Look through the lines below; wherever the word "NewProduct" appears, copy that line.

Saved data entries
===============

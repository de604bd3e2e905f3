// SPDX-License-Identifier: PolyForm-Noncommercial-1.0.0
// Copyright (c) 2025 Sylvex. All rights reserved.

//! Payload validation.
//!
//! Turns a `(resource, operation, JSON payload)` triple into a typed
//! [`Command`], collecting every field problem instead of stopping at the
//! first one.

use serde_json::{Map, Value};
use warden_core::{NewProduct, Operation, ProductId, ProductPatch, ResourceType, Role, UserId};

use crate::error::ValidationErrors;

/// Maximum product name length in characters.
pub const MAX_PRODUCT_NAME_LEN: usize = 100;

/// Maximum username length in characters.
pub const MAX_USERNAME_LEN: usize = 150;

/// Minimum password length in characters.
pub const MIN_PASSWORD_LEN: usize = 8;

const PRODUCT_FIELDS: &[&str] = &[
    "name",
    "price",
    "category",
    "owner_org",
    "quantity",
    "description",
];

const USER_FIELDS: &[&str] = &["username", "password", "role", "email"];

// =============================================================================
// Command
// =============================================================================

/// A validated gateway operation.
#[derive(Debug, Clone, PartialEq)]
pub enum Command {
    /// List all users.
    ListUsers,
    /// Read one user.
    ReadUser(UserId),
    /// Create a user.
    CreateUser(UserDraft),
    /// Update a user.
    UpdateUser(UserId, UserChanges),
    /// Delete a user.
    DeleteUser(UserId),
    /// List all products.
    ListProducts,
    /// Read one product.
    ReadProduct(ProductId),
    /// Create a product.
    CreateProduct(NewProduct),
    /// Update a product.
    UpdateProduct(ProductId, ProductPatch),
    /// Delete a product.
    DeleteProduct(ProductId),
}

impl Command {
    /// Returns the entity ID the command addresses, if any.
    pub fn target_id(&self) -> Option<String> {
        match self {
            Command::ReadUser(id) | Command::UpdateUser(id, _) | Command::DeleteUser(id) => {
                Some(id.to_string())
            }
            Command::ReadProduct(id)
            | Command::UpdateProduct(id, _)
            | Command::DeleteProduct(id) => Some(id.to_string()),
            _ => None,
        }
    }
}

/// A user to create. The password is still plaintext.
#[derive(Clone, PartialEq)]
pub struct UserDraft {
    /// Login name.
    pub username: String,
    /// Plaintext password.
    pub password: String,
    /// Role, `User` unless given.
    pub role: Role,
    /// Contact email.
    pub email: Option<String>,
}

impl std::fmt::Debug for UserDraft {
    fn fmt(&self, f: &mut std::fmt::Formatter<'_>) -> std::fmt::Result {
        f.debug_struct("UserDraft")
            .field("username", &self.username)
            .field("role", &self.role)
            .field("email", &self.email)
            .finish_non_exhaustive()
    }
}

/// Changes to a user. The password is still plaintext.
#[derive(Clone, Default, PartialEq)]
pub struct UserChanges {
    /// New login name.
    pub username: Option<String>,
    /// New plaintext password.
    pub password: Option<String>,
    /// New role.
    pub role: Option<Role>,
    /// New email.
    pub email: Option<String>,
}

impl std::fmt::Debug for UserChanges {
    fn fmt(&self, f: &mut std::fmt::Formatter<'_>) -> std::fmt::Result {
        f.debug_struct("UserChanges")
            .field("username", &self.username)
            .field("password", &self.password.as_ref().map(|_| "[REDACTED]"))
            .field("role", &self.role)
            .field("email", &self.email)
            .finish()
    }
}

// =============================================================================
// Parsing
// =============================================================================

/// Decodes a request body. An empty body is an empty object.
pub fn decode_body(body: &[u8]) -> Result<Value, ValidationErrors> {
    if body.iter().all(u8::is_ascii_whitespace) {
        return Ok(Value::Object(Map::new()));
    }
    serde_json::from_slice(body)
        .map_err(|e| ValidationErrors::single("payload", format!("must be valid JSON ({})", e)))
}

/// Validates a payload for the given resource and operation.
pub fn parse_command(
    resource: ResourceType,
    operation: Operation,
    payload: &Value,
) -> Result<Command, ValidationErrors> {
    if operation == Operation::List {
        return Ok(match resource {
            ResourceType::User => Command::ListUsers,
            ResourceType::Product => Command::ListProducts,
        });
    }

    let Some(object) = payload.as_object() else {
        return Err(ValidationErrors::single("payload", "must be a JSON object"));
    };

    let mut errors = ValidationErrors::new();
    let command = match (resource, operation) {
        (ResourceType::Product, Operation::Create) => {
            product_fields(object, true, &mut errors).map(|fields| {
                let mut product = NewProduct::new(
                    fields.name.unwrap_or_default(),
                    fields.price.unwrap_or_default(),
                );
                if let Some(category) = fields.category {
                    product.category = category;
                }
                if let Some(owner_org) = fields.owner_org {
                    product.owner_org = owner_org;
                }
                product.quantity = fields.quantity.unwrap_or(0);
                product.description = fields.description;
                Command::CreateProduct(product)
            })
        }
        (ResourceType::Product, Operation::Update) => {
            let id = required_id(object, &mut errors).map(ProductId::from_uuid);
            require_any(object, PRODUCT_FIELDS, &mut errors);
            let fields = product_fields(object, false, &mut errors);
            id.zip(fields)
                .map(|(id, patch)| Command::UpdateProduct(id, patch))
        }
        (ResourceType::Product, Operation::Read) => required_id(object, &mut errors)
            .map(|id| Command::ReadProduct(ProductId::from_uuid(id))),
        (ResourceType::Product, Operation::Delete) => required_id(object, &mut errors)
            .map(|id| Command::DeleteProduct(ProductId::from_uuid(id))),
        (ResourceType::User, Operation::Create) => user_draft(object, &mut errors),
        (ResourceType::User, Operation::Update) => {
            let id = required_id(object, &mut errors).map(UserId::from_uuid);
            require_any(object, USER_FIELDS, &mut errors);
            let changes = user_changes(object, &mut errors);
            id.map(|id| Command::UpdateUser(id, changes))
        }
        (ResourceType::User, Operation::Read) => {
            required_id(object, &mut errors).map(|id| Command::ReadUser(UserId::from_uuid(id)))
        }
        (ResourceType::User, Operation::Delete) => {
            required_id(object, &mut errors).map(|id| Command::DeleteUser(UserId::from_uuid(id)))
        }
        (_, Operation::List) => None,
    };

    match command {
        Some(command) if errors.is_empty() => Ok(command),
        _ => {
            if errors.is_empty() {
                errors.add("payload", "invalid payload");
            }
            Err(errors)
        }
    }
}

/// Applies the password rules to `password`, reporting under `field`.
pub fn check_password_rules(field: &str, password: &str, errors: &mut ValidationErrors) {
    if password.chars().count() < MIN_PASSWORD_LEN {
        errors.add(
            field,
            format!("must be at least {} characters", MIN_PASSWORD_LEN),
        );
    } else if password.chars().all(|c| c.is_ascii_digit()) {
        errors.add(field, "must not be entirely numeric");
    }
}

// =============================================================================
// Field helpers
// =============================================================================

/// Treats JSON `null` the same as an absent field.
fn field<'a>(object: &'a Map<String, Value>, name: &str) -> Option<&'a Value> {
    object.get(name).filter(|v| !v.is_null())
}

fn require_any(object: &Map<String, Value>, fields: &[&str], errors: &mut ValidationErrors) {
    if !fields.iter().any(|f| field(object, f).is_some()) {
        errors.add(
            "payload",
            format!("at least one of {} is required", fields.join(", ")),
        );
    }
}

fn required_id(object: &Map<String, Value>, errors: &mut ValidationErrors) -> Option<uuid::Uuid> {
    match field(object, "id") {
        None => {
            errors.add("id", "is required");
            None
        }
        Some(Value::String(s)) => match uuid::Uuid::parse_str(s) {
            Ok(id) => Some(id),
            Err(_) => {
                errors.add("id", "must be a valid UUID");
                None
            }
        },
        Some(_) => {
            errors.add("id", "must be a string");
            None
        }
    }
}

fn optional_string(
    object: &Map<String, Value>,
    name: &str,
    errors: &mut ValidationErrors,
) -> Option<String> {
    match field(object, name) {
        None => None,
        Some(Value::String(s)) => Some(s.clone()),
        Some(_) => {
            errors.add(name, "must be a string");
            None
        }
    }
}

fn required_string(
    object: &Map<String, Value>,
    name: &str,
    errors: &mut ValidationErrors,
) -> Option<String> {
    if field(object, name).is_none() {
        errors.add(name, "is required");
        return None;
    }
    optional_string(object, name, errors)
}

fn check_product_name(name: &str, errors: &mut ValidationErrors) -> bool {
    if name.trim().is_empty() {
        errors.add("name", "must not be empty");
        false
    } else if name.chars().count() > MAX_PRODUCT_NAME_LEN {
        errors.add(
            "name",
            format!("must be at most {} characters", MAX_PRODUCT_NAME_LEN),
        );
        false
    } else {
        true
    }
}

fn price(object: &Map<String, Value>, errors: &mut ValidationErrors) -> Option<f64> {
    match field(object, "price") {
        None => None,
        Some(value) => match value.as_f64() {
            Some(p) if p.is_finite() && p >= 0.0 => Some(p),
            Some(_) => {
                errors.add("price", "must be a finite number >= 0");
                None
            }
            None => {
                errors.add("price", "must be a number");
                None
            }
        },
    }
}

fn quantity(object: &Map<String, Value>, errors: &mut ValidationErrors) -> Option<u32> {
    match field(object, "quantity") {
        None => None,
        Some(value) => match value.as_u64().and_then(|q| u32::try_from(q).ok()) {
            Some(q) => Some(q),
            None => {
                errors.add("quantity", "must be a non-negative integer");
                None
            }
        },
    }
}

/// Collects product fields. With `create`, `name` and `price` are required.
fn product_fields(
    object: &Map<String, Value>,
    create: bool,
    errors: &mut ValidationErrors,
) -> Option<ProductPatch> {
    let before = errors.fields.len();

    let name = if create {
        required_string(object, "name", errors)
    } else {
        optional_string(object, "name", errors)
    };
    let name = name.filter(|n| check_product_name(n, errors));

    let price = price(object, errors);
    if create && field(object, "price").is_none() {
        errors.add("price", "is required");
    }

    let patch = ProductPatch {
        name,
        price,
        category: optional_string(object, "category", errors),
        owner_org: optional_string(object, "owner_org", errors),
        quantity: quantity(object, errors),
        description: optional_string(object, "description", errors),
    };

    (errors.fields.len() == before).then_some(patch)
}

fn role(object: &Map<String, Value>, errors: &mut ValidationErrors) -> Option<Role> {
    let raw = optional_string(object, "role", errors)?;
    match raw.as_str() {
        "admin" => Some(Role::Admin),
        "user" => Some(Role::User),
        _ => {
            errors.add("role", "must be one of: admin, user");
            None
        }
    }
}

fn check_username(username: &str, errors: &mut ValidationErrors) -> bool {
    if username.is_empty() {
        errors.add("username", "must not be empty");
        false
    } else if username.chars().count() > MAX_USERNAME_LEN {
        errors.add(
            "username",
            format!("must be at most {} characters", MAX_USERNAME_LEN),
        );
        false
    } else if username.chars().any(char::is_whitespace) {
        errors.add("username", "must not contain whitespace");
        false
    } else {
        true
    }
}

fn email(object: &Map<String, Value>, errors: &mut ValidationErrors) -> Option<String> {
    let email = optional_string(object, "email", errors)?;
    let valid = email
        .split_once('@')
        .map(|(local, domain)| !local.is_empty() && domain.contains('.'))
        .unwrap_or(false)
        && !email.chars().any(char::is_whitespace);
    if valid {
        Some(email)
    } else {
        errors.add("email", "must be a valid email address");
        None
    }
}

fn user_draft(object: &Map<String, Value>, errors: &mut ValidationErrors) -> Option<Command> {
    let username =
        required_string(object, "username", errors).filter(|u| check_username(u, errors));
    let password = required_string(object, "password", errors);
    if let Some(password) = &password {
        check_password_rules("password", password, errors);
    }
    let role = role(object, errors).unwrap_or_default();
    let email = email(object, errors);

    Some(Command::CreateUser(UserDraft {
        username: username?,
        password: password?,
        role,
        email,
    }))
}

fn user_changes(object: &Map<String, Value>, errors: &mut ValidationErrors) -> UserChanges {
    let username =
        optional_string(object, "username", errors).filter(|u| check_username(u, errors));
    let password = optional_string(object, "password", errors);
    if let Some(password) = &password {
        check_password_rules("password", password, errors);
    }

    UserChanges {
        username,
        password,
        role: role(object, errors),
        email: email(object, errors),
    }
}

// =============================================================================
// Tests
// =============================================================================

===============

Your response
use warden_core::{NewProduct, Operation, ProductId, ProductPatch, ResourceType, Role, UserId};
    CreateProduct(NewProduct),
                let mut product = NewProduct::new(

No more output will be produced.